* [Exercise requirements] When you output the entries, begin with the first line and end with the line containing "let raw = std::fs::read(path).map_err(|e|", keeping each line exactly as it is.

* [Exercise input]
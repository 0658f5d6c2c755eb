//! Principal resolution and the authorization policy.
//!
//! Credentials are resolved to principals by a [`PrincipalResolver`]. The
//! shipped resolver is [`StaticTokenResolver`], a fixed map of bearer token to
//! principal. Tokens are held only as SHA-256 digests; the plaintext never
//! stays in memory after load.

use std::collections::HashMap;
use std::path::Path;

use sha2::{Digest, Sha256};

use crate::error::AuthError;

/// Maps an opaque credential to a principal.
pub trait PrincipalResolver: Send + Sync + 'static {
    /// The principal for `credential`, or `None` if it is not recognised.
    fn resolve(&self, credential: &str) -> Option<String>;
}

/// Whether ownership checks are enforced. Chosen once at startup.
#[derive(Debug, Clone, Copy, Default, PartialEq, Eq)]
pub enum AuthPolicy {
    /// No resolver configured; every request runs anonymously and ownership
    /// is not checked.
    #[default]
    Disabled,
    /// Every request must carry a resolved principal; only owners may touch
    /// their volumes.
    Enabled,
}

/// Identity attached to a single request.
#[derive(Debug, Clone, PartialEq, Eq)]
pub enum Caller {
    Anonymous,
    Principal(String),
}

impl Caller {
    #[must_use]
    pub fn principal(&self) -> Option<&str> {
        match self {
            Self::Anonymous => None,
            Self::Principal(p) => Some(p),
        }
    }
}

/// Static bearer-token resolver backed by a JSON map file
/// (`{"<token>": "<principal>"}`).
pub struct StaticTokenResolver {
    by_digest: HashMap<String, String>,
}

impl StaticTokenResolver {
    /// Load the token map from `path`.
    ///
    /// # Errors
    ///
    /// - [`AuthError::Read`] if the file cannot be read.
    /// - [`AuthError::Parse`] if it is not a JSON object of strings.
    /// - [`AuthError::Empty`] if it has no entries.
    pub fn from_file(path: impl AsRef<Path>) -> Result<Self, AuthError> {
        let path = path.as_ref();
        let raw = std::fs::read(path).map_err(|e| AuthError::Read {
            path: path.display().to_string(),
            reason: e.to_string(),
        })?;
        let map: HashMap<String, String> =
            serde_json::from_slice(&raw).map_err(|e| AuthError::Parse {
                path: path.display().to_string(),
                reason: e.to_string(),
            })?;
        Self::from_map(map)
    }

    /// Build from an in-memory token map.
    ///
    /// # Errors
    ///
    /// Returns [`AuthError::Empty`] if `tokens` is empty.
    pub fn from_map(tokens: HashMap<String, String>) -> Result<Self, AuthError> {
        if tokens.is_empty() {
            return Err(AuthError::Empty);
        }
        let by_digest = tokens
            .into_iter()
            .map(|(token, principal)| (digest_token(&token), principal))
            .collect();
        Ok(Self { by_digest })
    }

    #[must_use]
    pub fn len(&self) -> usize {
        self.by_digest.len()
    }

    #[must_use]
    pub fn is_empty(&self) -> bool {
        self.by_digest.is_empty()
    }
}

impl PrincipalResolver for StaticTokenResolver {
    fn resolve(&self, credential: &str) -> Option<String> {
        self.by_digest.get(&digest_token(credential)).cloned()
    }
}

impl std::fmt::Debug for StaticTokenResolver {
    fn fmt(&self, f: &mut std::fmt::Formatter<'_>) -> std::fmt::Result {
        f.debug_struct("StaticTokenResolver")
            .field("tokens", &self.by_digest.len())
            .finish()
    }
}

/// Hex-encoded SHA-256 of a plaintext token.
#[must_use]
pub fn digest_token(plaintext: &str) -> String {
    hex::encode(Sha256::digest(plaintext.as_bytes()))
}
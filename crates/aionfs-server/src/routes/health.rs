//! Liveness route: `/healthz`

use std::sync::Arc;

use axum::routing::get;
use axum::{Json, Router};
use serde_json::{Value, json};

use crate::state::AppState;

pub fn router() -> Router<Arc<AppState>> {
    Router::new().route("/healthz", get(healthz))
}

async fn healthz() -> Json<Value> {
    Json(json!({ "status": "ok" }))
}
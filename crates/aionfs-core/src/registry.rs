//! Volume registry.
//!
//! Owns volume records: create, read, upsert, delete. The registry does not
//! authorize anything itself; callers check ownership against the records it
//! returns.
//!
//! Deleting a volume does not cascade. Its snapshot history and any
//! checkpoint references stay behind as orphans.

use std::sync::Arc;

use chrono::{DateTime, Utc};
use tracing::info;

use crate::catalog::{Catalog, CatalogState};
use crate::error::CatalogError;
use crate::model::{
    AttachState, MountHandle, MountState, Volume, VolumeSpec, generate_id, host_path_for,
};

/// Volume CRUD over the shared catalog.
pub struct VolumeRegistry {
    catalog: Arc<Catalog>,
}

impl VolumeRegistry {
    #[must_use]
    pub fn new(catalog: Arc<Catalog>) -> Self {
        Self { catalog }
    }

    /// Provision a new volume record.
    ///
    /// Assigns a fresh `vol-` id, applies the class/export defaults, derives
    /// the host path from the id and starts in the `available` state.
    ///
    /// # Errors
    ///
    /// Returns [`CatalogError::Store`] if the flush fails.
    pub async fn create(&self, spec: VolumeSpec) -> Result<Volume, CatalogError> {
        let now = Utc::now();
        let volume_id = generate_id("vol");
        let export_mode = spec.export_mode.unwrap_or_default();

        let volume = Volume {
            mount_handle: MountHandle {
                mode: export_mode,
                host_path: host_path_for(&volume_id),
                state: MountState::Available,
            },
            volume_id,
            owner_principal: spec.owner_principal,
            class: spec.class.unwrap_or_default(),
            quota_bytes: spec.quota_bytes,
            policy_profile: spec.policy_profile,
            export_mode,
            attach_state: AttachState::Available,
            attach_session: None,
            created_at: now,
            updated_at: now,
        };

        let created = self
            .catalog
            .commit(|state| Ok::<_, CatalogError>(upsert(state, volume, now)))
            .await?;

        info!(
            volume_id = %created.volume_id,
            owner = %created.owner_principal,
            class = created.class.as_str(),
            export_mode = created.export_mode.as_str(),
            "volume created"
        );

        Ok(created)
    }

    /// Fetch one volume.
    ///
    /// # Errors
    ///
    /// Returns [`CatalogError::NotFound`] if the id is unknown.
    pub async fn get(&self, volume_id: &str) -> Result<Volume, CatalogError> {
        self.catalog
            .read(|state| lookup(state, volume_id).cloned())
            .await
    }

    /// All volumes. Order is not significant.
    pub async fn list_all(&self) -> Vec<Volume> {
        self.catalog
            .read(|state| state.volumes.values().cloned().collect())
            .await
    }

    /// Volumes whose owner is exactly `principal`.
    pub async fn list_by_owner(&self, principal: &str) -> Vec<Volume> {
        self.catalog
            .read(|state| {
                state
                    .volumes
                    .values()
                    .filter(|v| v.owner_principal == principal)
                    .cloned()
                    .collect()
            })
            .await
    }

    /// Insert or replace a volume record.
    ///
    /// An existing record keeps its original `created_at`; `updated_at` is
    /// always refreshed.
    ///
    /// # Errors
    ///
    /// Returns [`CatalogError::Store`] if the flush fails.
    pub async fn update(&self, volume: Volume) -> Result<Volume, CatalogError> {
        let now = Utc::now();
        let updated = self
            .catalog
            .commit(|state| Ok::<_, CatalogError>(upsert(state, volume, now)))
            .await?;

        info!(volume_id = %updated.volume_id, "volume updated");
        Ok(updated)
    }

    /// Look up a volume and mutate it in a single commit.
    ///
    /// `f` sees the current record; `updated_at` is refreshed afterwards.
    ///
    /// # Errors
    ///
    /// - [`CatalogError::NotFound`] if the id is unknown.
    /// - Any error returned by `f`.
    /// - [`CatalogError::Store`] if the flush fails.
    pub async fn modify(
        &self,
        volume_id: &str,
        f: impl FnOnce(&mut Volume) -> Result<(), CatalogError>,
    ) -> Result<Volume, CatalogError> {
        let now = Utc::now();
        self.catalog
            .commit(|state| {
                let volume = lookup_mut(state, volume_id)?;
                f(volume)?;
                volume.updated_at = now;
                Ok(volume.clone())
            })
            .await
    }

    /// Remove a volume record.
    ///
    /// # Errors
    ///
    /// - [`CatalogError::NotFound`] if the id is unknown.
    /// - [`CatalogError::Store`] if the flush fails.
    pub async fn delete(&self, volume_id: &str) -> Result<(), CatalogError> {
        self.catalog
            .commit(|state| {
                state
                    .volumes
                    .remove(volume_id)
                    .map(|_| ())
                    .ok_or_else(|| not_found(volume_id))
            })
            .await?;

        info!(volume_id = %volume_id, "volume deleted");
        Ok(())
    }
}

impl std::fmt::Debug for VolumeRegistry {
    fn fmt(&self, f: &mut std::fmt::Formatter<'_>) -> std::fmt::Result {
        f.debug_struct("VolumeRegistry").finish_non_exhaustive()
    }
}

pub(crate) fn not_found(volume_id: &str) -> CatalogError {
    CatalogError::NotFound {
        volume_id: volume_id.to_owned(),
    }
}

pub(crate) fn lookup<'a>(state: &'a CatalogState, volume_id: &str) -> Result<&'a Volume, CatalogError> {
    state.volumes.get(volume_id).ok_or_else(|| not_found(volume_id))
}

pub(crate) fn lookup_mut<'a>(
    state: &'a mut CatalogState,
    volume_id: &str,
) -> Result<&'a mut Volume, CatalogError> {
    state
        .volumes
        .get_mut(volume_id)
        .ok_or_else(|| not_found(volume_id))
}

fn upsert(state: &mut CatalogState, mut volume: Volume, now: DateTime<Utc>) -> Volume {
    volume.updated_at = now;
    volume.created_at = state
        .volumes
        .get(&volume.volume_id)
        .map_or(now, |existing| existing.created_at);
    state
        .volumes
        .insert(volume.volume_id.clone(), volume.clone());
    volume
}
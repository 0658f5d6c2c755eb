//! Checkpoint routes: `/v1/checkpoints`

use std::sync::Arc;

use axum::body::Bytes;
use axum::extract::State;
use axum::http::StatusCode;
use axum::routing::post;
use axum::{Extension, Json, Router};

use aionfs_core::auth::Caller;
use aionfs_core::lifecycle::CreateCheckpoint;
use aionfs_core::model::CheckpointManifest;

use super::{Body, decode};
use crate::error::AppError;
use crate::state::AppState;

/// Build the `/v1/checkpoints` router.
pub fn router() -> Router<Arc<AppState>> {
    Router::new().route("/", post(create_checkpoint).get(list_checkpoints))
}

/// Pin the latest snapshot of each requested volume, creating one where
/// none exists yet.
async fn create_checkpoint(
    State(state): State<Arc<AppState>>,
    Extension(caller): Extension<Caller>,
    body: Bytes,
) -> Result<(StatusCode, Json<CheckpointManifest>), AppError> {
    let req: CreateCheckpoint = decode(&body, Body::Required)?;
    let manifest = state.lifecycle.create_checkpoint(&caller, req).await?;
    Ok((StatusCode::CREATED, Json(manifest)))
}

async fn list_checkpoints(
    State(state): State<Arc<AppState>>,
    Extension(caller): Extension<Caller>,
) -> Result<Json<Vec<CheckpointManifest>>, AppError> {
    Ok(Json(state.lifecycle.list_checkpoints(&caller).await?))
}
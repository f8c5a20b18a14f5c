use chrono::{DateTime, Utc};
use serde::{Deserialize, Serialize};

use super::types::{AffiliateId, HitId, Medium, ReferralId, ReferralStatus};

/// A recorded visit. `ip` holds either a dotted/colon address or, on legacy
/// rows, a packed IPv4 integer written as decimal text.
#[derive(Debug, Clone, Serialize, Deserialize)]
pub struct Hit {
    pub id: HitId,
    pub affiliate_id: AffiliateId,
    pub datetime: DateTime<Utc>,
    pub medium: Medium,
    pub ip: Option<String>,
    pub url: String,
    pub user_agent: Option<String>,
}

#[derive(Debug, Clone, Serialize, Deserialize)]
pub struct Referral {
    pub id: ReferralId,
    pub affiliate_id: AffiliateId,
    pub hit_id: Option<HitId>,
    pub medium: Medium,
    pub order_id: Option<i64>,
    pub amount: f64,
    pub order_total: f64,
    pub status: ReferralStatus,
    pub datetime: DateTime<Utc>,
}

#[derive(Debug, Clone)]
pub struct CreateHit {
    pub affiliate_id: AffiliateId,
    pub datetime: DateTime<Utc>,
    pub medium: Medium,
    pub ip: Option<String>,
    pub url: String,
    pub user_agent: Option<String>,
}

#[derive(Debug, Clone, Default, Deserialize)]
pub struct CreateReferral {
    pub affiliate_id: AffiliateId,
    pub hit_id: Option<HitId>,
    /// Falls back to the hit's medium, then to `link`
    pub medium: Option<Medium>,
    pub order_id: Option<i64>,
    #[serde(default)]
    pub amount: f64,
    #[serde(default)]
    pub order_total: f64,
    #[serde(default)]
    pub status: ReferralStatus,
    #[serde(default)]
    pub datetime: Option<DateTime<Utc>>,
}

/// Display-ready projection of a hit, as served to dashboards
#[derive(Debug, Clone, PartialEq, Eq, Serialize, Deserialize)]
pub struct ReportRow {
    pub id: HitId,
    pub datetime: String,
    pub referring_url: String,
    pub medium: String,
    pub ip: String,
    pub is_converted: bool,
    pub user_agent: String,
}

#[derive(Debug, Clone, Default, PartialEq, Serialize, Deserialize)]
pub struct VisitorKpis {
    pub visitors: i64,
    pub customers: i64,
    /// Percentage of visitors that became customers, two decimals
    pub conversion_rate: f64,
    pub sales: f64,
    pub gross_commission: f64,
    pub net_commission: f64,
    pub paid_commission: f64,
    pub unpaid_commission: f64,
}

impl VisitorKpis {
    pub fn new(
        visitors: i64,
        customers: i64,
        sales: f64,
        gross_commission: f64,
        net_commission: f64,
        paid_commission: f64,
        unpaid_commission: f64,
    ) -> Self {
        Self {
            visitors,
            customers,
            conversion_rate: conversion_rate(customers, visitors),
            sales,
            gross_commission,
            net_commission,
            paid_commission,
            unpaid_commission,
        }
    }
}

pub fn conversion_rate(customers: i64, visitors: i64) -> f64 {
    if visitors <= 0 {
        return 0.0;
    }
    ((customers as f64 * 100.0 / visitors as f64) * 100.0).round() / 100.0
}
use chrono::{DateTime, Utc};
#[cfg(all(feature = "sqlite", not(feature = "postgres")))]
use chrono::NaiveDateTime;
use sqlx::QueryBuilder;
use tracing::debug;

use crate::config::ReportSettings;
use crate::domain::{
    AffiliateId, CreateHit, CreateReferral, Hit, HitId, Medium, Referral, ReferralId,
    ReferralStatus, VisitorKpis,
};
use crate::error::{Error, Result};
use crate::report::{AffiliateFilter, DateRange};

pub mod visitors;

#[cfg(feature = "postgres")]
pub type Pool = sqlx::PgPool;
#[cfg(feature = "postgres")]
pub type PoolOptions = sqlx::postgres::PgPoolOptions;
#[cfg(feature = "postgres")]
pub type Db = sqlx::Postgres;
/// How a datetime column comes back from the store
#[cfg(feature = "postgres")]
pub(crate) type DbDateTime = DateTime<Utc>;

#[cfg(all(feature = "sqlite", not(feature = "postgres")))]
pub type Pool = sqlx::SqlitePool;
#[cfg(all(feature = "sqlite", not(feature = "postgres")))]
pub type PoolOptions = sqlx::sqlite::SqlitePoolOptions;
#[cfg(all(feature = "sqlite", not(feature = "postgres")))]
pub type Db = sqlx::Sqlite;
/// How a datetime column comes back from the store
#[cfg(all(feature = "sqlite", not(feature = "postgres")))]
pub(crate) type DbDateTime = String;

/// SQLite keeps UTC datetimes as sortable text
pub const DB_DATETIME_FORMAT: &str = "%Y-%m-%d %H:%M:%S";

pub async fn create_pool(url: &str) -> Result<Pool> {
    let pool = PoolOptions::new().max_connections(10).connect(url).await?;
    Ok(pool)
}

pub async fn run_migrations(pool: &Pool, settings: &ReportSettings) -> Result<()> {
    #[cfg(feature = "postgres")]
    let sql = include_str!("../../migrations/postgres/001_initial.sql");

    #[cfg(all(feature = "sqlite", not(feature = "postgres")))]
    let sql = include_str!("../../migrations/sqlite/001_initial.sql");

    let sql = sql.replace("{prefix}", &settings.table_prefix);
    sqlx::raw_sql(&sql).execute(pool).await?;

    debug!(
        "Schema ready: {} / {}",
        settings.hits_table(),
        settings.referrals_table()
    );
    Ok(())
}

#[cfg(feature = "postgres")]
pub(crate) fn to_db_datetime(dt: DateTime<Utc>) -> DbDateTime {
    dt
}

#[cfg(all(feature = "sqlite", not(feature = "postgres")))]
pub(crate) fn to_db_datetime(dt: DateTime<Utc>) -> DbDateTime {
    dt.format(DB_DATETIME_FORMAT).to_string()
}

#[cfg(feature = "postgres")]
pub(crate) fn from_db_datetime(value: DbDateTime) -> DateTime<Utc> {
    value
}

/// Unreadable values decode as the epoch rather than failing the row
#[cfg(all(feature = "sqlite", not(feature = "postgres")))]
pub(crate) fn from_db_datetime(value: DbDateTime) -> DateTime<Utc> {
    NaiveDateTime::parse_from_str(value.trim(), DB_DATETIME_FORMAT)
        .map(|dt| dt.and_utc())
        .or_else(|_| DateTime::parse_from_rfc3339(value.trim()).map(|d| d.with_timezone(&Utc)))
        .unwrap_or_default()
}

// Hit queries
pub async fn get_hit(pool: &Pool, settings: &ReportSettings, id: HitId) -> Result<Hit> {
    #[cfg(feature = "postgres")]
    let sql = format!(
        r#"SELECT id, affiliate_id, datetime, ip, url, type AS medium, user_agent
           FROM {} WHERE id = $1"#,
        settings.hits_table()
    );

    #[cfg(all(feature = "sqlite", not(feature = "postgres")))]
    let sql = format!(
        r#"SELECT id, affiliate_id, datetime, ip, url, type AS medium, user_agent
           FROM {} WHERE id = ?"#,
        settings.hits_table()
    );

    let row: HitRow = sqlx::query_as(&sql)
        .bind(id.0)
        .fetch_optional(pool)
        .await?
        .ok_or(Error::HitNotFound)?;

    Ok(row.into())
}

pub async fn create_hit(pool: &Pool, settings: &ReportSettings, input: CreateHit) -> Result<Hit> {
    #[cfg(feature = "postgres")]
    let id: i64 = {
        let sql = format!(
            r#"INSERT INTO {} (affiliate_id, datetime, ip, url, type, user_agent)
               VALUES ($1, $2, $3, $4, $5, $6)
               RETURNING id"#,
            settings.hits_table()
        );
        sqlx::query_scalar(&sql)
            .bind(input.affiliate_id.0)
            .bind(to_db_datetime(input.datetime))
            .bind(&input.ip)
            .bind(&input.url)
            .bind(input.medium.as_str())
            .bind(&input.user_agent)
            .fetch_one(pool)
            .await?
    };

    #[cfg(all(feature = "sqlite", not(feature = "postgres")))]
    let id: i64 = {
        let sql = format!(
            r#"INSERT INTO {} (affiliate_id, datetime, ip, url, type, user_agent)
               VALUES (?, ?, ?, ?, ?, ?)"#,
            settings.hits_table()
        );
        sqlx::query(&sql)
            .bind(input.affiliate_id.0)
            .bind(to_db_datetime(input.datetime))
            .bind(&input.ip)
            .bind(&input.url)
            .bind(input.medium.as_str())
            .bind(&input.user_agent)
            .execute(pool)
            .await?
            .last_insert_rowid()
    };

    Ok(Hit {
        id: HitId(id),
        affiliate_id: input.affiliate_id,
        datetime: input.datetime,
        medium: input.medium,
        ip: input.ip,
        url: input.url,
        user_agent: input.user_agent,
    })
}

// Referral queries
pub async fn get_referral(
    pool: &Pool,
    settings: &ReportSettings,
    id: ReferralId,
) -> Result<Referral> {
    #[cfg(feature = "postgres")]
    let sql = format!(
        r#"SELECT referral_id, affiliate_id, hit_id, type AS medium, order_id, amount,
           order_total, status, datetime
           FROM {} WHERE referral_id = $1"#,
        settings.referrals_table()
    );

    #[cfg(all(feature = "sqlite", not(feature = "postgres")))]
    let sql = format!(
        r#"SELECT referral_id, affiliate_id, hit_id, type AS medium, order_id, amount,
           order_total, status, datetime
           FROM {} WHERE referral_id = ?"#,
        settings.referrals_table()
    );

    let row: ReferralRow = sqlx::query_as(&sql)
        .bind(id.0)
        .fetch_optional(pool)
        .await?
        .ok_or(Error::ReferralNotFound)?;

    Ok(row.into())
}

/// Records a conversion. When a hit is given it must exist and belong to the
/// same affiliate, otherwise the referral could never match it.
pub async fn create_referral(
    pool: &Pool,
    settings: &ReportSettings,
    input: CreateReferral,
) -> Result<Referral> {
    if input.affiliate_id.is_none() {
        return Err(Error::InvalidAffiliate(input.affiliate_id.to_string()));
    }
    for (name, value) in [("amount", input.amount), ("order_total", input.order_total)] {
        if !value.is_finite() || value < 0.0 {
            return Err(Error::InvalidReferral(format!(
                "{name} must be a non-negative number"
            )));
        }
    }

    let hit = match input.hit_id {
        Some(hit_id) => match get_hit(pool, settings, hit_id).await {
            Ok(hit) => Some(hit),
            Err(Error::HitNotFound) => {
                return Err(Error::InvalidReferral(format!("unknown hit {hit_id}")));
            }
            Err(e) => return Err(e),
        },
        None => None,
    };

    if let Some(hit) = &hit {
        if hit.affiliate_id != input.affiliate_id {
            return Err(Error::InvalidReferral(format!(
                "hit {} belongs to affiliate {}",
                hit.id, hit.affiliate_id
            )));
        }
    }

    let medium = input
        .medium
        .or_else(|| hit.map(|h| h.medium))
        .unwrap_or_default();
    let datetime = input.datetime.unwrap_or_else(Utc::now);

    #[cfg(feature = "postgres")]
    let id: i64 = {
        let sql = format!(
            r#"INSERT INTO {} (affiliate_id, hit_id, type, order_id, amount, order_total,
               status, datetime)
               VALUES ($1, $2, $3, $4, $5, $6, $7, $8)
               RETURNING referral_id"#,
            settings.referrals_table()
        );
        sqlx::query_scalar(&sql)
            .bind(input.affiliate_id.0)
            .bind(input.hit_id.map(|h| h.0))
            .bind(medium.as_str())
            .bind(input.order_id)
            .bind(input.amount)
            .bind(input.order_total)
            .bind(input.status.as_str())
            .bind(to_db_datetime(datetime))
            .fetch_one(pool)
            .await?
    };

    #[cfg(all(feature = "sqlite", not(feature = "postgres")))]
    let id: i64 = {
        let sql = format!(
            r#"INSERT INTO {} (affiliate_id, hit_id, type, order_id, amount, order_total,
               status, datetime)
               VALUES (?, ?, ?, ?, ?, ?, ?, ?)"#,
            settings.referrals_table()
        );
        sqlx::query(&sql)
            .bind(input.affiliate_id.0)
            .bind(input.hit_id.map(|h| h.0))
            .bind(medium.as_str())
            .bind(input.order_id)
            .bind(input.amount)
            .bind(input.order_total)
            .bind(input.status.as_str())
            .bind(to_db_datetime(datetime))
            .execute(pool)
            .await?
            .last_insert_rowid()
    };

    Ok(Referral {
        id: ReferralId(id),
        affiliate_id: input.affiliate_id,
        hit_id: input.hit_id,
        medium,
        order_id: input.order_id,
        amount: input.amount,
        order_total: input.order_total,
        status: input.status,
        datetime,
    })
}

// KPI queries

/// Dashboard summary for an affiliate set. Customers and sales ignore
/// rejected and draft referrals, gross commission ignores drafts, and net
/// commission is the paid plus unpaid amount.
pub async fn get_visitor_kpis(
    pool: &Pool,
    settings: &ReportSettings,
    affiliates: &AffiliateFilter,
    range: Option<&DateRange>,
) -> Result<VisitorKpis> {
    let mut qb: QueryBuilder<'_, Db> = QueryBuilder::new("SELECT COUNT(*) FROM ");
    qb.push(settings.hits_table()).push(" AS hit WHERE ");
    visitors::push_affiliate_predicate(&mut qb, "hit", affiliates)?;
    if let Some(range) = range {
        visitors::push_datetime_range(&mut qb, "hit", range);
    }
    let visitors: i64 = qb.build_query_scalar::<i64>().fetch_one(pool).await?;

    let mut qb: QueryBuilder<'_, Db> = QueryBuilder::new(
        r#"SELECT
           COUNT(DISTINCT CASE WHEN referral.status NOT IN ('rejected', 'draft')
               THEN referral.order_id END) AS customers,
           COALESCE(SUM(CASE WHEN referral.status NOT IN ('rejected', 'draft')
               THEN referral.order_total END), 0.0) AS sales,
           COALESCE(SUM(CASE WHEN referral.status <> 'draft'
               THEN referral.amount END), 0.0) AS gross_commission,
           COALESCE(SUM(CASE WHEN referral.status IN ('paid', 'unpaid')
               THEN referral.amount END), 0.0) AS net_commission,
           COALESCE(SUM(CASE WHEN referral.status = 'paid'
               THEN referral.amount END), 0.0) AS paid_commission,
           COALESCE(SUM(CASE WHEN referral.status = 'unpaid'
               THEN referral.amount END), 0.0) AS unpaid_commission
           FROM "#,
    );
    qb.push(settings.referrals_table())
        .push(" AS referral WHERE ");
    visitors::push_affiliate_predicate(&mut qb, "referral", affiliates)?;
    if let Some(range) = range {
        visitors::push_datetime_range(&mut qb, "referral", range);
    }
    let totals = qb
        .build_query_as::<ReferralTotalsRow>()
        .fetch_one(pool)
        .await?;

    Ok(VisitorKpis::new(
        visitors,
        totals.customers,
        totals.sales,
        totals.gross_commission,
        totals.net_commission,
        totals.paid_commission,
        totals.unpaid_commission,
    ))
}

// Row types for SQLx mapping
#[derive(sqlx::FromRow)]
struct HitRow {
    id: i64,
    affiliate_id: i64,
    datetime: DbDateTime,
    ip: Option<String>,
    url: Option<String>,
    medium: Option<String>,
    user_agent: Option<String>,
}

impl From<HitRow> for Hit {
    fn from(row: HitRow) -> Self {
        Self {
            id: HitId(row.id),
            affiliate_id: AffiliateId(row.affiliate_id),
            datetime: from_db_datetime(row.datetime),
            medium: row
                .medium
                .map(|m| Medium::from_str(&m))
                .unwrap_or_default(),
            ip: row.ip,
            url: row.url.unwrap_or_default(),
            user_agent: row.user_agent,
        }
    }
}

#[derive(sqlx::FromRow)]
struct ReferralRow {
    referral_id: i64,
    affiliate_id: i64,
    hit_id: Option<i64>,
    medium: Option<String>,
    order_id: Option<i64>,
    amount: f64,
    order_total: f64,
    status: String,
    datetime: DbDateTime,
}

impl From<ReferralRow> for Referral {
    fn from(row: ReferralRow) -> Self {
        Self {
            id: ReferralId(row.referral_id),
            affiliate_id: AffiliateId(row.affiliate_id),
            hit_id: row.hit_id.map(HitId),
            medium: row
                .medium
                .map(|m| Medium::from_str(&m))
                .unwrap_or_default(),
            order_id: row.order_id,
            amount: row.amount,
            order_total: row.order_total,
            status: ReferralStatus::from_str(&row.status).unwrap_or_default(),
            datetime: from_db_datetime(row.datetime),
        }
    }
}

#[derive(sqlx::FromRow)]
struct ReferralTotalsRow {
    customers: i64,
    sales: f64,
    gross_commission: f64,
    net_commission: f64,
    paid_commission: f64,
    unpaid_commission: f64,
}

* [Answer section]
repository 0658f5d6c2c755eb
//! Principal resolution and the authorization policy.
//!
//! Credentials are resolved to principals by a [`PrincipalResolver`]. The
//! shipped resolver is [`StaticTokenResolver`], a fixed map of bearer token to
//! principal. Tokens are held only as SHA-256 digests; the plaintext never
//! stays in memory after load.

use std::collections::HashMap;
use std::path::Path;

use sha2::{Digest, Sha256};

use crate::error::AuthError;

/// Maps an opaque credential to a principal.
pub trait PrincipalResolver: Send + Sync + 'static {
    /// The principal for `credential`, or `None` if it is not recognised.
    fn resolve(&self, credential: &str) -> Option<String>;
}

/// Whether ownership checks are enforced. Chosen once at startup.
#[derive(Debug, Clone, Copy, Default, PartialEq, Eq)]
pub enum AuthPolicy {
    /// No resolver configured; every request runs anonymously and ownership
    /// is not checked.
    #[default]
    Disabled,
    /// Every request must carry a resolved principal; only owners may touch
    /// their volumes.
    Enabled,
}

/// Identity attached to a single request.
#[derive(Debug, Clone, PartialEq, Eq)]
pub enum Caller {
    Anonymous,
    Principal(String),
}

impl Caller {
    #[must_use]
    pub fn principal(&self) -> Option<&str> {
        match self {
            Self::Anonymous => None,
            Self::Principal(p) => Some(p),
        }
    }
}

/// Static bearer-token resolver backed by a JSON map file
/// (`{"<token>": "<principal>"}`).
pub struct StaticTokenResolver {
    by_digest: HashMap<String, String>,
}

impl StaticTokenResolver {
    /// Load the token map from `path`.
    ///
    /// # Errors
    ///
    /// - [`AuthError::Read`] if the file cannot be read.
    /// - [`AuthError::Parse`] if it is not a JSON object of strings.
    /// - [`AuthError::Empty`] if it has no entries.
    pub fn from_file(path: impl AsRef<Path>) -> Result<Self, AuthError> {
        let path = path.as_ref();
        let raw = std::fs::read(path).map_err(|e| AuthError::Read {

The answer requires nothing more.